Therefore, in this study, experiments on the CaCO₃ formation were performed in the presence of alginic acid and gellan gum at 40-80 °C to evaluate the effect of these polysaccharides on the CaCO₃ polymorphs in hot water environments. The polysaccharide concentrations were varied from 0 to 100 mg/L, and inorganic ions such as Mg²⁺, Sr²⁺, and other cationic and anionic species that affect CaCO₃ formation were not added to these systems. The results of this study provide important insight into the effect of microbial polysaccharides on the CaCO₃ polymorph formation in natural hot sprigs.

MATERIALS AND METHODS

The analytical grade polysaccharides, alginic acid and gellan gum, were purchased from Nacalai Tesque Inc., Japan.
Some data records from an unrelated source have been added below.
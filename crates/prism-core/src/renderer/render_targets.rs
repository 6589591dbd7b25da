// Copyright 2025 eraflo
//
// Licensed under the Apache License, Version 2.0 (the "License");
// you may not use this file except in compliance with the License.
// You may obtain a copy of the License at
//
//     http://www.apache.org/licenses/LICENSE-2.0
//
// Unless required by applicable law or agreed to in writing, software
// distributed under the License is distributed on an "AS IS" BASIS,
// WITHOUT WARRANTIES OR CONDITIONS OF ANY KIND, either express or implied.
// See the License for the specific language governing permissions and
// limitations under the License.

//! The renderer's render targets and how they are sized.

use crate::rhi::common::Format;
use crate::rhi::resource::{TextureDesc, TextureFlags};

/// A width and height in pixels.
#[derive(Debug, Clone, Copy, PartialEq, Eq, Hash)]
pub struct Resolution {
    /// Width in pixels.
    pub width: u32,
    /// Height in pixels.
    pub height: u32,
}

impl Resolution {
    /// Creates a resolution.
    pub const fn new(width: u32, height: u32) -> Self {
        Self { width, height }
    }

    /// Half the resolution, never below one pixel.
    pub fn half(self) -> Self {
        Self::new((self.width / 2).max(1), (self.height / 2).max(1))
    }
}

/// The sizing rule a render target follows.
#[derive(Debug, Clone, Copy, PartialEq, Eq, Hash)]
pub enum RenderTargetGroup {
    /// Follows the internal render resolution.
    Render,
    /// Follows the output (display) resolution.
    Output,
    /// Fixed size.
    Fixed,
    /// Depends on both resolutions.
    Dynamic,
}

/// Every render target the renderer owns.
#[derive(Debug, Clone, Copy, PartialEq, Eq, Hash, PartialOrd, Ord)]
pub enum RenderTargetId {
    /// HDR frame at render resolution.
    FrameRender,
    /// Ping-pong partner of `FrameRender`.
    FrameRender2,
    /// G-buffer albedo.
    GbufferAlbedo,
    /// G-buffer normals.
    GbufferNormal,
    /// G-buffer material parameters.
    GbufferMaterial,
    /// G-buffer screen-space velocity.
    GbufferVelocity,
    /// G-buffer depth.
    GbufferDepth,
    /// Diffuse light accumulation.
    LightDiffuse,
    /// Diffuse light of transparent surfaces.
    LightDiffuseTransparent,
    /// Specular light accumulation.
    LightSpecular,
    /// Specular light of transparent surfaces.
    LightSpecularTransparent,
    /// Volumetric light.
    LightVolumetric,
    /// Ambient occlusion.
    Ssao,
    /// Screen-space reflections.
    Ssr,
    /// Half resolution depth of field.
    DofHalf,
    /// Ping-pong partner of `DofHalf`.
    DofHalf2,
    /// LDR frame at output resolution.
    FrameOutput,
    /// Ping-pong partner of `FrameOutput`.
    FrameOutput2,
    /// Bloom mip chain.
    Bloom,
    /// Pre-integrated specular BRDF.
    BrdfSpecularLut,
    /// Blur scratch target at the larger of both resolutions.
    Blur,
}

impl RenderTargetId {
    /// Every render target, in creation order.
    pub const ALL: [RenderTargetId; 21] = [
        RenderTargetId::FrameRender,
        RenderTargetId::FrameRender2,
        RenderTargetId::GbufferAlbedo,
        RenderTargetId::GbufferNormal,
        RenderTargetId::GbufferMaterial,
        RenderTargetId::GbufferVelocity,
        RenderTargetId::GbufferDepth,
        RenderTargetId::LightDiffuse,
        RenderTargetId::LightDiffuseTransparent,
        RenderTargetId::LightSpecular,
        RenderTargetId::LightSpecularTransparent,
        RenderTargetId::LightVolumetric,
        RenderTargetId::Ssao,
        RenderTargetId::Ssr,
        RenderTargetId::DofHalf,
        RenderTargetId::DofHalf2,
        RenderTargetId::FrameOutput,
        RenderTargetId::FrameOutput2,
        RenderTargetId::Bloom,
        RenderTargetId::BrdfSpecularLut,
        RenderTargetId::Blur,
    ];

    /// The sizing rule of this target.
    pub fn group(self) -> RenderTargetGroup {
        use RenderTargetId::*;
        match self {
            FrameOutput | FrameOutput2 | Bloom => RenderTargetGroup::Output,
            BrdfSpecularLut => RenderTargetGroup::Fixed,
            Blur => RenderTargetGroup::Dynamic,
            _ => RenderTargetGroup::Render,
        }
    }

    /// The debug name of the texture.
    pub fn name(self) -> &'static str {
        use RenderTargetId::*;
        match self {
            FrameRender => "rt_frame_render",
            FrameRender2 => "rt_frame_render_2",
            GbufferAlbedo => "rt_gbuffer_albedo",
            GbufferNormal => "rt_gbuffer_normal",
            GbufferMaterial => "rt_gbuffer_material",
            GbufferVelocity => "rt_gbuffer_velocity",
            GbufferDepth => "rt_gbuffer_depth",
            LightDiffuse => "rt_light_diffuse",
            LightDiffuseTransparent => "rt_light_diffuse_transparent",
            LightSpecular => "rt_light_specular",
            LightSpecularTransparent => "rt_light_specular_transparent",
            LightVolumetric => "rt_light_volumetric",
            Ssao => "rt_ssao",
            Ssr => "rt_ssr",
            DofHalf => "rt_dof_half",
            DofHalf2 => "rt_dof_half_2",
            FrameOutput => "rt_frame_output",
            FrameOutput2 => "rt_frame_output_2",
            Bloom => "rt_bloom",
            BrdfSpecularLut => "rt_brdf_specular_lut",
            Blur => "rt_blur",
        }
    }

    /// The texture this target is created as, for the given resolutions.
    pub fn describe(self, render: Resolution, output: Resolution) -> TextureDesc {
        use RenderTargetId::*;
        type F = TextureFlags;

        let light = F::UAV | F::SRV | F::CAN_BE_CLEARED;
        let frame = F::RT_COLOR | F::UAV | F::SRV;
        let gbuffer = F::RT_COLOR | F::SRV;
        let mip_16_render = mip_count_to(render.width, render.height, 16);
        let mip_16_output = mip_count_to(output.width, output.height, 16);

        let (size, mips, format, flags) = match self {
            FrameRender | FrameRender2 => (
                render,
                mip_16_render,
                Format::R11G11B10Float,
                frame | F::PER_MIP_VIEW,
            ),
            GbufferAlbedo | GbufferMaterial => (render, 1, Format::R8G8B8A8Unorm, gbuffer),
            GbufferNormal => (render, 1, Format::R16G16B16A16Float, gbuffer),
            GbufferVelocity => (render, 1, Format::R16G16Float, gbuffer),
            GbufferDepth => (
                render,
                1,
                Format::D32Float,
                F::RT_DEPTH_STENCIL | F::RT_DEPTH_STENCIL_READ_ONLY | F::SRV,
            ),
            LightDiffuse | LightDiffuseTransparent | LightSpecular | LightSpecularTransparent
            | LightVolumetric => (render, 1, Format::R11G11B10Float, light),
            Ssao => (render, 1, Format::R16G16B16A16Snorm, F::UAV | F::SRV),
            Ssr => (
                render,
                mip_16_render.saturating_sub(1).max(1),
                Format::R16G16B16A16Float,
                F::UAV | F::SRV | F::PER_MIP_VIEW,
            ),
            DofHalf | DofHalf2 => (render.half(), 1, Format::R16G16B16A16Float, F::UAV | F::SRV),
            FrameOutput | FrameOutput2 => (output, 1, Format::R11G11B10Float, frame),
            Bloom => (
                output,
                mip_16_output,
                Format::R11G11B10Float,
                F::UAV | F::SRV | F::PER_MIP_VIEW,
            ),
            BrdfSpecularLut => (
                Resolution::new(400, 400),
                1,
                Format::R8G8Unorm,
                F::UAV | F::SRV,
            ),
            Blur => {
                let larger = output.width > render.width && output.height > render.height;
                let size = if larger { output } else { render };
                (size, 1, Format::R16G16B16A16Float, F::UAV | F::SRV)
            }
        };

        TextureDesc::new_2d(self.name(), size.width, size.height, mips, format, flags)
    }
}

/// How many mips it takes to scale `width` x `height` down to roughly `min_size`
/// pixels: halving continues while both halves stay above `min_size`.
pub fn mip_count_to(width: u32, height: u32, min_size: u32) -> u32 {
    let (mut width, mut height) = (width, height);
    let mut count = 1;
    while width / 2 > min_size && height / 2 > min_size {
        width /= 2;
        height /= 2;
        count += 1;
    }
    count
}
Alginic acid is a main component of extracellular polymeric substances of various microbes, which consists of two residues of D-mannuronic acid and L-guluronic acid with typical molecular weight of 200 kDa (Donati and Paoletti, 2009). Gellan gum is a microbial biopolymer produced mainly by Sphingomonas strains (Pollock, 1993), which consists of a tetrasaccharide repeating unit composed of D-Glucose, D-Glucuronic acid, D-Glucose, and L-Rhamnose, with molecular weight of approximately ∼ 500 kDa (Nussinovitch, 1997).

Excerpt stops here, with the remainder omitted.